News

OECI Leadership of the quality workpackage of the Joint Action on Rare Cancers

30 Apr 2019

OECI is leading workpackage 5 (WP5) of the EU Joint Action on Rare Cancers (JARC) on Quality Assurance.  One of the central pillars of the JARC is the support for the three cancer European Reference Networks (ERNs), EURACAN for adult solid cancers, Eurobloodnet for rare haematological malignancies, and PaedCan for childhood cancers. A related objective is to spur the creation or consolidation by Member States of new national networks of centres diagnosing and treating rare cancers.  WP5 is an essential workpackage to assure the quality of the diagnosis and holistic care of rare cancer patients.  It is complementary to the work of WP6 on the use of highquality Clinical Guidelines.

This work builds on OECI’s 11 years experience in cancer quality systems in Europe.
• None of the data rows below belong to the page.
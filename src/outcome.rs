//! Displayable result of one dispatched command.

use crate::catalog::naming::Verb;
use crate::record::Record;
use std::fmt;

#[derive(Clone, Debug, PartialEq, Eq)]
pub enum Outcome {
    /// Nothing to print (blank input).
    Silent,
    /// A sentinel command asked to end the session.
    Exit,
    Text(String),
    Added {
        book: String,
        key: String,
    },
    Records {
        book: String,
        records: Vec<Record>,
    },
    /// Whole records updated or deleted.
    Affected {
        book: String,
        verb: Verb,
        count: usize,
    },
    Entries {
        key: String,
        field: String,
        values: Vec<String>,
    },
    EntryAdded {
        key: String,
        field: String,
        value: String,
    },
    /// Elements of one record's multi-valued field updated or deleted.
    EntriesAffected {
        key: String,
        field: String,
        verb: Verb,
        count: usize,
    },
}

impl Outcome {
    pub fn is_silent(&self) -> bool {
        matches!(self, Outcome::Silent)
    }

    pub fn ends_session(&self) -> bool {
        matches!(self, Outcome::Exit)
    }
}

impl fmt::Display for Outcome {
    fn fmt(&self, f: &mut fmt::Formatter<'_>) -> fmt::Result {
        match self {
            Outcome::Silent => Ok(()),
            Outcome::Exit => f.write_str("Good bye!"),
            Outcome::Text(text) => f.write_str(text),
            Outcome::Added { book, key } => write!(f, "added {book} '{key}'"),
            Outcome::Records { book, records } => {
                if records.is_empty() {
                    return write!(f, "no {book} records");
                }
                let lines: Vec<String> = records.iter().map(Record::to_string).collect();
                f.write_str(&lines.join("\n"))
            }
            Outcome::Affected { book, verb, count } => {
                write!(f, "{} {count} {book} record(s)", verb.past_tense())
            }
            Outcome::Entries { key, field, values } => {
                if values.is_empty() {
                    write!(f, "'{key}' has no {field}")
                } else {
                    write!(f, "'{key}' {field}: {}", values.join(", "))
                }
            }
            Outcome::EntryAdded { key, field, value } => {
                write!(f, "added {field} '{value}' to '{key}'")
            }
            Outcome::EntriesAffected {
                key,
                field,
                verb,
                count,
            } => write!(f, "{} {count} {field} entry(ies) of '{key}'", verb.past_tense()),
        }
    }
}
Most of OECI’s assessment and evaluation work to date has been based on cancer centres.  Networks pose significantly different challenges, and the quality standards which WP5 has crafted are a mix of standards which relate to the treatment and care given in individual centres, and quality standards which relate to the way the network connects together, and should offer a seamless continuity of care along the patient pathway.
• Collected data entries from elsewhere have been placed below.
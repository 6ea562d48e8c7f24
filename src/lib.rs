//! Shared library for the recordbook REPL.
//!
//! Books (`book`, `books`) hold schema-checked records; `catalog` derives the
//! public command set from whatever books the `Library` registers; `dispatch`
//! turns one input line into a call on a book. `persistence` and `runtime`
//! carry the state file, signal handling and logging used by the binary.

use anyhow::{Context, Result};
use std::path::Path;

pub mod book;
pub mod books;
pub mod catalog;
pub mod dispatch;
pub mod error;
pub mod library;
pub mod outcome;
pub mod persistence;
pub mod record;
pub mod runtime;

pub use book::{Book, BookSchema, OperationKind, OperationSpec, RecordStore};
pub use catalog::{CommandCatalog, CommandSpec, CommandTarget, ParamRole, ParamSpec, Verb};
pub use dispatch::{Arguments, CommandLine, Dispatcher};
pub use error::{CatalogError, DispatchError};
pub use library::Library;
pub use outcome::Outcome;
pub use persistence::{load_state, resolve_state_path, save_state};
pub use record::Record;

/// Register the built-in books, restore `state` into them, and build the
/// dispatcher over the resulting catalog.
pub fn open_library(state: &Path) -> Result<(Library, Dispatcher)> {
    let mut library = Library::with_default_books()?;
    load_state(&mut library, state)?;
    let catalog = CommandCatalog::build(&library).context("building command catalog")?;
    Ok((library, Dispatcher::new(catalog)))
}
JARC is now in its third and final year of work.  In the first year of WP5 we reviewed all the existing forms of quality standards for networks globally in operation.  The last year has been a process of honing the proposed standards down to those which are objective and essential measures of quality, ambitious but realistic.
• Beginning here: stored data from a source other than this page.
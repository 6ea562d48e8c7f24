//! Catalog entries: one public command and the parameters it accepts.
//!
//! These types are pure data. `CommandCatalog` builds them from the
//! registered books and the dispatcher reads `target` to decide what to call;
//! they serialize to JSON for `recordbook --catalog`.

use crate::catalog::naming::{Verb, search_label, update_label};
use serde::Serialize;
use std::fmt;

/// How a bound parameter feeds its field.
#[derive(Clone, Copy, Debug, PartialEq, Eq, Serialize)]
#[serde(rename_all = "snake_case")]
pub enum ParamRole {
    /// New value for the field (add).
    Value,
    /// Criterion selecting records or elements.
    Search,
    /// Replacement value for matched records or elements.
    Update,
    /// Declared argument of a custom operation.
    Argument,
}

#[derive(Clone, Debug, PartialEq, Eq, Serialize)]
pub struct ParamSpec {
    pub label: String,
    pub field: String,
    pub role: ParamRole,
}

impl ParamSpec {
    pub fn value(field: &str) -> Self {
        Self {
            label: field.to_string(),
            field: field.to_string(),
            role: ParamRole::Value,
        }
    }

    pub fn search(field: &str) -> Self {
        Self {
            label: search_label(field),
            field: field.to_string(),
            role: ParamRole::Search,
        }
    }

    pub fn update(field: &str) -> Self {
        Self {
            label: update_label(field),
            field: field.to_string(),
            role: ParamRole::Update,
        }
    }

    pub fn argument(name: &str) -> Self {
        Self {
            label: name.to_string(),
            field: name.to_string(),
            role: ParamRole::Argument,
        }
    }
}

#[derive(Clone, Copy, Debug, PartialEq, Eq, Serialize)]
#[serde(rename_all = "snake_case")]
pub enum Builtin {
    Help,
    Exit,
}

/// What a command invokes. `book` is the registration position in the library.
#[derive(Clone, Debug, PartialEq, Eq, Serialize)]
#[serde(tag = "kind", rename_all = "snake_case")]
pub enum CommandTarget {
    Builtin { builtin: Builtin },
    Record { book: usize, verb: Verb },
    Entry { book: usize, verb: Verb, field: String },
    Custom { book: usize, operation: String },
}

#[derive(Clone, Debug, PartialEq, Eq, Serialize)]
pub struct CommandSpec {
    pub name: String,
    /// Owning book name; `None` for built-ins.
    #[serde(skip_serializing_if = "Option::is_none")]
    pub owner: Option<String>,
    pub target: CommandTarget,
    pub params: Vec<ParamSpec>,
}

impl CommandSpec {
    /// Per-element commands take the owning record's key as first positional.
    pub fn takes_key(&self) -> bool {
        matches!(self.target, CommandTarget::Entry { .. })
    }

    pub fn param(&self, label: &str) -> Option<&ParamSpec> {
        self.params.iter().find(|param| param.label == label)
    }

    pub fn labels(&self) -> impl Iterator<Item = &str> {
        self.params.iter().map(|param| param.label.as_str())
    }

    /// Who generated the command, for collision reports.
    pub fn owner_description(&self) -> String {
        match &self.owner {
            Some(book) => format!("book '{book}'"),
            None => "the built-in commands".to_string(),
        }
    }
}

impl fmt::Display for CommandSpec {
    /// One catalog line: `update-contact-phone-number <contact> search_phone_number ...`.
    fn fmt(&self, f: &mut fmt::Formatter<'_>) -> fmt::Result {
        f.write_str(&self.name)?;
        if self.takes_key() {
            let owner = self.owner.as_deref().unwrap_or("record");
            write!(f, " <{owner}>")?;
        }
        for label in self.labels() {
            write!(f, " {label}")?;
        }
        Ok(())
    }
}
On 26-27 March the WP5 and all associated parties met in the lovely Sicilian town of Catania for a consensus meeting on the Quality Standards and Indicators, hosted by the Insituto Oncologico del Mediterraneo. We held rounds of intensive interactive sessions looking in detail at the proposed Quality Standards and Indicators.  One set of these is intended for recommendation and feeding into the proposed ERN system to be called AMEQUIS – Assessment, Monitoring, Evaluation and Quality Improvement System.  The second set of Standards and Indicators is intended for recommendation to national policy-makers for use by emergent or future rare cancer networks.  This second set would no doubt be adapted for national circumstances, although the standards have been crafted to be applicable to a wide variety of health systems and forms of network.

In the Catania session we were very pleased to rationalise the sets of standards, and reduce their number to 36 for the Cancer ERNs and 51 for National Networks.  They follow the headings of the ERN Operational Criteria, being:

  •         Highly Specialised Healthcare
  •         Governance and Co-ordination
  •         Patient centredness and care
  •         Multi-disciplinary approach
  •         Good practice, outcome measures and quality control
  •         Research
  •         Education, training and development
  •         Networking and collaboration
  •         Infrastructure and Data

On quantitative indicators, the consensus group has honed the list down to 19 indicators of Structure, Process and Outcome (according to the Donabedian Model) and 4 extra cancer-specific indicators for the ERNs to add to the 18 indicators already agreed by the ERN monitoring group.  The Catania meeting was pleased to involve Michell Battye from that ERN monitoring group to enable us to make the key recommendations.  All these proposals will now be taken forward to the final recommendations of the JARC.